Kirk Cousins and Ryan Mallet are the most obvious ones I think, but since neither one has much experience leading a franchise, it'd probably be better to draft a more talented QB that BOB can groom.
And Washington seems to want more for Cousin's than he's worth. There isn't a "quick turnaround" vet QB available. Better to draft a guy. Luck, Griffin (pre-injury), Wilson, and Dalton all took their teams to the playoffs as rookies. Kaepernick took his team to the playoffs in his 2nd year after assuming the starting job. Recent history shows it doesn't take a vet QB to lead a quick turnaround. That's what the Chiefs have done, but there are multiple examples of teams doing the same thing with rookie QBs.
How does the salary work in the NFL? How much does the team really gain by cutting Schaub?
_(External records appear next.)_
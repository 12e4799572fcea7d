pub mod api;
pub mod table;

pub use table::{ActionOn, GameState, Phase, Seat};

/// Identifier of a table on the ledger.
pub type TableId = u64;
Or can they cut him after preseason? Before? I feel like O'brien may want to have a shot at experimenting with Keenum, Schaub, and a QB from the draft.
Right now? About $4 million. Spend more than that on a FA and you're committing more money to the QB position than you would if you just kept Schaub. Can't spend TOO much on a FA QB without it preventing us from using cap space to address other issues.
I know this won't happen because everyone knows Schaub will be cut. But if Schaub by remote chance could be traded would that let us off the hook for his whole cap hit? Would that be the way it would work if he had value?
I think so. But there's probably no takers with his contract. So teams might want to take a chance and give him another shot in a new setting, but not at his current price tag. They know that we'll cut him if nobody wants to trade for him (which nobody will). In which case they'll just wait for him to be cut and pass through waivers before trying to sign him to a more reasonable deal in free agency. We'd still take a cap hit in that scenario.
Oops, you're right. http://www.nyjetscap.com/2012_Articles/salary-cap-explained.html "In a trade in the NFL all signing bonus money accelerates onto the cap of the team trading the player, just like as if the player was cut." Demeco Ryans counted almost $10.5 million against our cap last year in dead money even though we traded him to Philly.